Warrior Burials Found

The excavation of a Late Iron Age and Early Roman site at Brisley Farm, Chilmington Green, Ashford, Kent.

In 1999 Archaeology South East, the commercial contracts division of University College London Field Archaeology Unit, undertook an evaluation over an area c.350m by 250m in extent on a site (now known as "Chanfields") located c.3km to the south of Ashford town centre to be developed for housing by Ward Homes. The location is shown overleaf. Archaeological work on the site has been funded by Ward Homes.

The site is situated on poorly drained Weald Clay soils at 38m OD, (TQ 9920 4020). There are no rivers in the immediate vicinity, though it lies at the watershed between the rivers Medway and Stour. Immediately to the north-west of the site is a significant hill formed from an outlier of Greensand. The land has been ploughed during the last 50 years. The Westhawk Farm early Roman cross-roads settlement site, also with evidence for Late Iron Age activity, lies c.750m to the east of this site.

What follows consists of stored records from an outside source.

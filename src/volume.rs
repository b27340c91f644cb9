use crate::enums::{Interpolation, Tissue};
use crate::error::GeometryError;
use crate::interpolator::Interpolator;

use nalgebra::{Matrix3, Vector3};
use ndarray::Array3;

/// Maximum deviation of `DᵀD` from the identity still accepted as orthonormal.
pub const ORTHONORMAL_TOLERANCE: f64 = 1e-4;

/// Mapping between grid indices and physical (patient) space.
///
/// Grid axes are `(x, y, z)` = (column, row, slice). Column `i` of
/// `direction` is the physical direction of grid axis `i`, and
/// `physical = origin + direction * diag(spacing) * index`.
#[derive(Clone, Debug, PartialEq)]
pub struct Geometry {
    spacing: Vector3<f64>,
    origin: Vector3<f64>,
    direction: Matrix3<f64>,
}

impl Geometry {
    pub fn new(
        spacing: Vector3<f64>,
        origin: Vector3<f64>,
        direction: Matrix3<f64>,
    ) -> Result<Self, GeometryError> {
        let geometry = Self {
            spacing,
            origin,
            direction,
        };
        geometry.validate()?;
        Ok(geometry)
    }

    /// Axis-aligned geometry with the given spacing and origin.
    pub fn axis_aligned(spacing: Vector3<f64>, origin: Vector3<f64>) -> Result<Self, GeometryError> {
        Self::new(spacing, origin, Matrix3::identity())
    }

    pub fn validate(&self) -> Result<(), GeometryError> {
        for axis in 0..3 {
            let value = self.spacing[axis];
            if !(value > 0.0) || !value.is_finite() {
                return Err(GeometryError::NonPositiveSpacing { axis, value });
            }
        }
        if !is_orthonormal(&self.direction, ORTHONORMAL_TOLERANCE) {
            return Err(GeometryError::NonOrthonormalDirection);
        }
        if self.origin.iter().any(|v| !v.is_finite()) {
            return Err(GeometryError::NonInvertibleTransform);
        }
        Ok(())
    }

    pub fn spacing(&self) -> &Vector3<f64> {
        &self.spacing
    }

    pub fn origin(&self) -> &Vector3<f64> {
        &self.origin
    }

    pub fn direction(&self) -> &Matrix3<f64> {
        &self.direction
    }

    /// Continuous grid index `(x, y, z)` to physical position.
    #[inline]
    pub fn index_to_physical(&self, index: &Vector3<f64>) -> Vector3<f64> {
        self.origin + self.direction * index.component_mul(&self.spacing)
    }

    /// Physical position to continuous grid index `(x, y, z)`.
    #[inline]
    pub fn physical_to_index(&self, point: &Vector3<f64>) -> Vector3<f64> {
        (self.direction.transpose() * (point - self.origin)).component_div(&self.spacing)
    }

    /// Whether every column of the direction matrix is (within `tolerance`)
    /// a signed unit axis.
    pub fn is_signed_permutation(&self, tolerance: f64) -> bool {
        self.direction.column_iter().all(|column| {
            let largest = column.amax();
            (largest - 1.0).abs() <= tolerance
        })
    }
}

/// Columns unit length and mutually perpendicular.
pub fn is_orthonormal(direction: &Matrix3<f64>, tolerance: f64) -> bool {
    if direction.iter().any(|v| !v.is_finite()) {
        return false;
    }
    let gram = direction.transpose() * direction;
    (gram - Matrix3::identity()).amax() <= tolerance
}

/// Calibrated 3D scalar grid. Data is indexed `[z, y, x]`.
#[derive(Clone, Debug)]
pub struct Volume {
    data: Array3<f32>,
    geometry: Geometry,
}

impl Volume {
    pub fn new(data: Array3<f32>, geometry: Geometry) -> Result<Self, GeometryError> {
        geometry.validate()?;
        if data.is_empty() {
            return Err(GeometryError::InconsistentDimensions);
        }
        Ok(Self { data, geometry })
    }

    /// Get the dimensions of the volume (depth, height, width)
    pub fn dim(&self) -> (usize, usize, usize) {
        self.data.dim()
    }

    /// Grid size along `(x, y, z)`.
    pub fn size(&self) -> Vector3<usize> {
        let (depth, height, width) = self.dim();
        Vector3::new(width, height, depth)
    }

    /// Get a reference to the underlying data
    pub fn data(&self) -> &Array3<f32> {
        &self.data
    }

    /// Get a mutable reference to the underlying data
    pub fn data_mut(&mut self) -> &mut Array3<f32> {
        &mut self.data
    }

    pub fn geometry(&self) -> &Geometry {
        &self.geometry
    }

    pub fn into_parts(self) -> (Array3<f32>, Geometry) {
        (self.data, self.geometry)
    }

    /// Physical size along each grid axis, in mm.
    pub fn extent(&self) -> Vector3<f64> {
        self.size().map(|n| n as f64).component_mul(self.geometry.spacing())
    }

    /// Physical position of the grid centre.
    pub fn center(&self) -> Vector3<f64> {
        let half = self.size().map(|n| (n as f64 - 1.0) / 2.0);
        self.geometry.index_to_physical(&half)
    }

    /// Value at a physical position, `None` outside the grid.
    pub fn sample(&self, point: &Vector3<f64>, interpolation: Interpolation) -> Option<f32> {
        let index = self.geometry.physical_to_index(point);
        Interpolator::sample(&self.data.view(), &index, interpolation)
    }

    /// Minimum and maximum voxel value.
    pub fn value_range(&self) -> (f32, f32) {
        self.data
            .iter()
            .fold((f32::INFINITY, f32::NEG_INFINITY), |(lo, hi), &v| {
                (lo.min(v), hi.max(v))
            })
    }
}

/// Binary label grid sharing the geometry of the volume it was derived from.
#[derive(Clone, Debug)]
pub struct Mask {
    data: Array3<bool>,
    geometry: Geometry,
    tissue: Tissue,
}

impl Mask {
    pub fn new(data: Array3<bool>, geometry: Geometry, tissue: Tissue) -> Self {
        Self {
            data,
            geometry,
            tissue,
        }
    }

    pub fn data(&self) -> &Array3<bool> {
        &self.data
    }

    pub fn geometry(&self) -> &Geometry {
        &self.geometry
    }

    pub fn tissue(&self) -> Tissue {
        self.tissue
    }

    pub fn dim(&self) -> (usize, usize, usize) {
        self.data.dim()
    }

    pub fn count(&self) -> usize {
        self.data.iter().filter(|&&v| v).count()
    }

    pub fn is_empty(&self) -> bool {
        !self.data.iter().any(|&v| v)
    }
}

Four separate excavations (phased with the development programme) have been carried out by Archaeology South East at the site since 1999, of which the latest (phases 3 and 4), completed on the 15th of February 2002 following eight months of fieldwork covering an area of c.250m by 80m, is the largest so far. The machine stripping revealed a spatially extensive, intensively developed and relatively short-lived Late Iron Age site with evidence for activity continuing into the early Roman period. Initial pottery dating suggests occupation and activity on the site from c.200BC to 100AD with evidence for a possible Bronze Age field system beneath.

Initial results indicate woodland clearance in the Bronze Age followed by a series of separate enclosures of Late Iron Age date, defined by curving ditches and gullies and encompassing a number of possible roundhouse sites. During the 1st century BC and into the 1st century AD the boundaries of some of these 'enclosures' were re-defined, sometimes as many as four times, until the neighbouring enclosure was reached and no further space was available.

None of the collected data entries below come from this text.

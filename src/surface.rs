use crate::config::SurfaceOptions;
use crate::error::ReconError;
use crate::filters::gaussian_smooth;
use crate::mesh::{IndexSpace, Mesh, RenderSpace};
use crate::volume::{Geometry, Mask};

use nalgebra::Vector3;
use ndarray::{Array3, s};
use tracing::debug;

/// Zero border added around the cropped mask so every surface closes.
const PAD: usize = 2;
const NO_VERTEX: u32 = u32::MAX;

/// Unit cube corners as `(x, y, z)` offsets.
const CORNERS: [(usize, usize, usize); 8] = [
    (0, 0, 0),
    (1, 0, 0),
    (1, 1, 0),
    (0, 1, 0),
    (0, 0, 1),
    (1, 0, 1),
    (1, 1, 1),
    (0, 1, 1),
];

const EDGES: [(usize, usize); 12] = [
    (0, 1),
    (1, 2),
    (2, 3),
    (3, 0),
    (4, 5),
    (5, 6),
    (6, 7),
    (7, 4),
    (0, 4),
    (1, 5),
    (2, 6),
    (3, 7),
];

pub struct SurfaceExtractor {
    options: SurfaceOptions,
}

impl SurfaceExtractor {
    pub fn new(options: SurfaceOptions) -> Self {
        Self { options }
    }

    /// Extract the boundary of `mask` as an outward-wound mesh in render space.
    pub fn extract(&self, mask: &Mask) -> Result<Mesh<RenderSpace>, ReconError> {
        let empty = || ReconError::SegmentationEmpty {
            tissue: mask.tissue(),
        };
        let geometry = mask.geometry();
        let (start, field) = self.prepare_field(mask).ok_or_else(empty)?;

        let mesh = surface_nets(&field, self.options.iso_level);
        if mesh.is_empty() {
            return Err(empty());
        }
        debug!(
            tissue = %mask.tissue(),
            vertices = mesh.vertex_count(),
            faces = mesh.face_count(),
            "Surface nets"
        );

        let offset = Vector3::new(start[2] as f64, start[1] as f64, start[0] as f64) - Vector3::repeat(PAD as f64);
        let mut mesh = bake(mesh, geometry, &offset, self.options.unit_scale);
        if mesh.signed_volume() < 0.0 {
            mesh.flip_faces();
        }
        Ok(mesh)
    }

    /// Crop to the mask bounding box plus margin, pad, and blur into a
    /// scalar field. Returns the `[z, y, x]` crop start alongside.
    fn prepare_field(&self, mask: &Mask) -> Option<([usize; 3], Array3<f32>)> {
        let data = mask.data();
        let dim = [data.dim().0, data.dim().1, data.dim().2];
        let mut lo = dim;
        let mut hi = [0usize; 3];
        for ((z, y, x), &set) in data.indexed_iter() {
            if set {
                for (axis, i) in [z, y, x].into_iter().enumerate() {
                    lo[axis] = lo[axis].min(i);
                    hi[axis] = hi[axis].max(i + 1);
                }
            }
        }
        if hi[0] == 0 {
            return None;
        }

        // spacing is (x, y, z); crop axes are (z, y, x)
        let spacing = mask.geometry().spacing();
        let margin: [usize; 3] = std::array::from_fn(|axis| {
            (self.options.crop_margin / spacing[2 - axis]).ceil().max(0.0) as usize
        });
        let start: [usize; 3] = std::array::from_fn(|a| lo[a].saturating_sub(margin[a]));
        let end: [usize; 3] = std::array::from_fn(|a| (hi[a] + margin[a]).min(dim[a]));

        let cropped = data.slice(s![start[0]..end[0], start[1]..end[1], start[2]..end[2]]);
        let (d, h, w) = cropped.dim();
        let mut field = Array3::<f32>::zeros((d + 2 * PAD, h + 2 * PAD, w + 2 * PAD));
        field
            .slice_mut(s![PAD..PAD + d, PAD..PAD + h, PAD..PAD + w])
            .zip_mut_with(&cropped, |f, &m| *f = if m { 1.0 } else { 0.0 });

        if self.options.blur_sigma > 0.0 {
            field = gaussian_smooth(&field, &Vector3::repeat(self.options.blur_sigma));
        }
        Some((start, field))
    }
}

/// Naive Surface Nets on a `[z, y, x]` field that is above `iso` inside.
/// Faces are wound with their normal toward decreasing field value.
pub(crate) fn surface_nets(field: &Array3<f32>, iso: f32) -> Mesh<IndexSpace> {
    let (nz, ny, nx) = field.dim();
    if nz < 2 || ny < 2 || nx < 2 {
        return Mesh::<IndexSpace>::new(Vec::new(), Vec::new());
    }
    let value = |x: usize, y: usize, z: usize| field[[z, y, x]] - iso;

    let mut cells = Array3::<u32>::from_elem((nz - 1, ny - 1, nx - 1), NO_VERTEX);
    let mut vertices = Vec::new();
    for cz in 0..nz - 1 {
        for cy in 0..ny - 1 {
            for cx in 0..nx - 1 {
                let values: [f32; 8] = std::array::from_fn(|i| {
                    let (dx, dy, dz) = CORNERS[i];
                    value(cx + dx, cy + dy, cz + dz)
                });
                let inside = values.iter().filter(|&&v| v > 0.0).count();
                if inside == 0 || inside == 8 {
                    continue;
                }

                let mut sum = Vector3::zeros();
                let mut count = 0;
                for &(i, j) in &EDGES {
                    let (vi, vj) = (values[i], values[j]);
                    if (vi > 0.0) != (vj > 0.0) {
                        let t = (vi / (vi - vj)) as f64;
                        let (ci, cj) = (CORNERS[i], CORNERS[j]);
                        let pi = Vector3::new(ci.0 as f64, ci.1 as f64, ci.2 as f64);
                        let pj = Vector3::new(cj.0 as f64, cj.1 as f64, cj.2 as f64);
                        sum += pi.lerp(&pj, t);
                        count += 1;
                    }
                }
                cells[[cz, cy, cx]] = vertices.len() as u32;
                vertices.push(Vector3::new(cx as f64, cy as f64, cz as f64) + sum / count as f64);
            }
        }
    }

    let mut faces = Vec::new();
    let mut quad = |cells_around: [(usize, usize, usize); 4], outward_positive: bool| {
        let ids = cells_around.map(|(x, y, z)| cells[[z, y, x]]);
        if ids.contains(&NO_VERTEX) {
            return;
        }
        let [a, b, c, d] = ids;
        if outward_positive {
            faces.push([a, b, c]);
            faces.push([a, c, d]);
        } else {
            faces.push([a, c, b]);
            faces.push([a, d, c]);
        }
    };

    // Each grid edge crossing the iso level emits the quad of its four
    // surrounding cells. For the listed cell order, `a b c` faces +x, -y and
    // +z respectively.
    for z in 1..nz - 1 {
        for y in 1..ny - 1 {
            for x in 0..nx - 1 {
                let (v0, v1) = (value(x, y, z), value(x + 1, y, z));
                if (v0 > 0.0) != (v1 > 0.0) {
                    quad([(x, y - 1, z - 1), (x, y, z - 1), (x, y, z), (x, y - 1, z)], v0 > 0.0);
                }
            }
        }
    }
    for z in 1..nz - 1 {
        for y in 0..ny - 1 {
            for x in 1..nx - 1 {
                let (v0, v1) = (value(x, y, z), value(x, y + 1, z));
                if (v0 > 0.0) != (v1 > 0.0) {
                    quad([(x - 1, y, z - 1), (x, y, z - 1), (x, y, z), (x - 1, y, z)], v0 <= 0.0);
                }
            }
        }
    }
    for z in 0..nz - 1 {
        for y in 1..ny - 1 {
            for x in 1..nx - 1 {
                let (v0, v1) = (value(x, y, z), value(x, y, z + 1));
                if (v0 > 0.0) != (v1 > 0.0) {
                    quad([(x - 1, y - 1, z), (x, y - 1, z), (x, y, z), (x - 1, y, z)], v0 > 0.0);
                }
            }
        }
    }

    Mesh::<IndexSpace>::new(vertices, faces)
}

/// Index space to render space: crop offset, spacing, direction and origin
/// into patient LPS millimetres, then `(-x, z, y)` scaled by `unit_scale`.
fn bake(
    mesh: Mesh<IndexSpace>,
    geometry: &Geometry,
    offset: &Vector3<f64>,
    unit_scale: f64,
) -> Mesh<RenderSpace> {
    mesh.into_render_space(|v| {
        let p = geometry.index_to_physical(&(v + offset));
        Vector3::new(-p.x, p.z, p.y) * unit_scale
    })
}

#[cfg(test)]
mod tests {
    use super::*;
    use crate::enums::Tissue;

    fn sphere_mask(radius: f64, origin: Vector3<f64>) -> Mask {
        let geometry = Geometry::axis_aligned(Vector3::repeat(1.0), origin).unwrap();
        let data = Array3::from_shape_fn((32, 32, 32), |(z, y, x)| {
            let d = Vector3::new(x as f64, y as f64, z as f64) - Vector3::repeat(15.5);
            d.norm() < radius
        });
        Mask::new(data, geometry, Tissue::Bone)
    }

    fn extractor() -> SurfaceExtractor {
        SurfaceExtractor::new(SurfaceOptions::default())
    }

    #[test]
    fn sphere_vertices_lie_on_radius() {
        let origin = Vector3::new(5.0, -3.0, 2.0);
        let mesh = extractor().extract(&sphere_mask(10.0, origin)).unwrap();
        assert!(mesh.is_valid());
        assert!(mesh.signed_volume() > 0.0);

        let c = origin + Vector3::repeat(15.5);
        let centre = Vector3::new(-c.x, c.z, c.y) * 0.001;
        for v in mesh.vertices() {
            let d = (v - centre).norm();
            assert!((d - 0.010).abs() < 0.0015, "vertex at distance {d}");
        }
    }

    #[test]
    fn extent_is_in_metres() {
        let mesh = extractor().extract(&sphere_mask(10.0, Vector3::zeros())).unwrap();
        let (min, max) = mesh.bounds().unwrap();
        let extent = max - min;
        for axis in 0..3 {
            assert!(extent[axis] > 0.017 && extent[axis] < 0.023, "extent {extent}");
        }
    }

    #[test]
    fn lps_x_maps_to_negative_render_x() {
        let geometry = Geometry::axis_aligned(Vector3::repeat(1.0), Vector3::zeros()).unwrap();
        let data = Array3::from_shape_fn((16, 16, 32), |(z, y, x)| {
            (5..11).contains(&z) && (5..11).contains(&y) && (22..28).contains(&x)
        });
        let mesh = extractor()
            .extract(&Mask::new(data, geometry, Tissue::Bone))
            .unwrap();
        let (min, max) = mesh.bounds().unwrap();
        assert!(max.x < -0.015 && min.x > -0.030);
        assert!(min.y > 0.0 && min.z > 0.0);
    }

    #[test]
    fn empty_mask_is_rejected() {
        let geometry = Geometry::axis_aligned(Vector3::repeat(1.0), Vector3::zeros()).unwrap();
        let mask = Mask::new(Array3::from_elem((4, 4, 4), false), geometry, Tissue::Muscle);
        assert!(matches!(
            extractor().extract(&mask),
            Err(ReconError::SegmentationEmpty {
                tissue: Tissue::Muscle
            })
        ));
    }

    #[test]
    fn unblurred_cube_winds_outward() {
        let mut field = Array3::<f32>::zeros((6, 6, 6));
        field.slice_mut(s![2..4, 2..4, 2..4]).fill(1.0);
        let mesh = surface_nets(&field, 0.5);
        let (vertices, faces) = mesh.into_parts();
        let rendered = Mesh::<RenderSpace>::new(vertices, faces);
        assert!(rendered.is_valid());
        assert!(rendered.signed_volume() > 0.0);
    }
}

Into this Late Iron Age settled and cultivated landscape, two high-status extended inhumation burials were placed. The first of these 'warrior-burials' was that of a young adult male with head to the south, within a possible 'coffin' and accompanied by a sword, spear, shield, brooch, butt beaker, cup, plate, and pig's head. This grave was enclosed by a square ditch and possibly covered by a mound. The second square-ditched burial was also of a young adult male, head to the north, also within a possible 'coffin' and accompanied by a long sword, spear, and shield with one butt beaker, (dated 10-30AD). It appears that this second grave, the more monumental of the two, became the focal point for the creation of a rectangular ditched enclosure with an entrance way onto a linear ditched trackway to the south. Large quantities of broken pottery, cremated and unburnt animal bone were deposited in the re-cut south ditches of the two burials and within the ditches that formed the sides to the rectangular enclosure. Other significant deposits of cremated animal bone, some within whole vessels, have been found outside this rectangular enclosure and it is probable that much of these 'offering' deposits date to the early Roman period when settlement activity in the immediate vicinity may have been significantly reduced.

Work on the post-excavation assessment has commenced. The assistance of Ward Homes and their staff (both from the main office and on site) is gratefully acknowledged, as is the advice and assistance of Kent County Council Heritage Conservation Unit and Dr. Sue Hamilton of UCL Institute of Archaeology.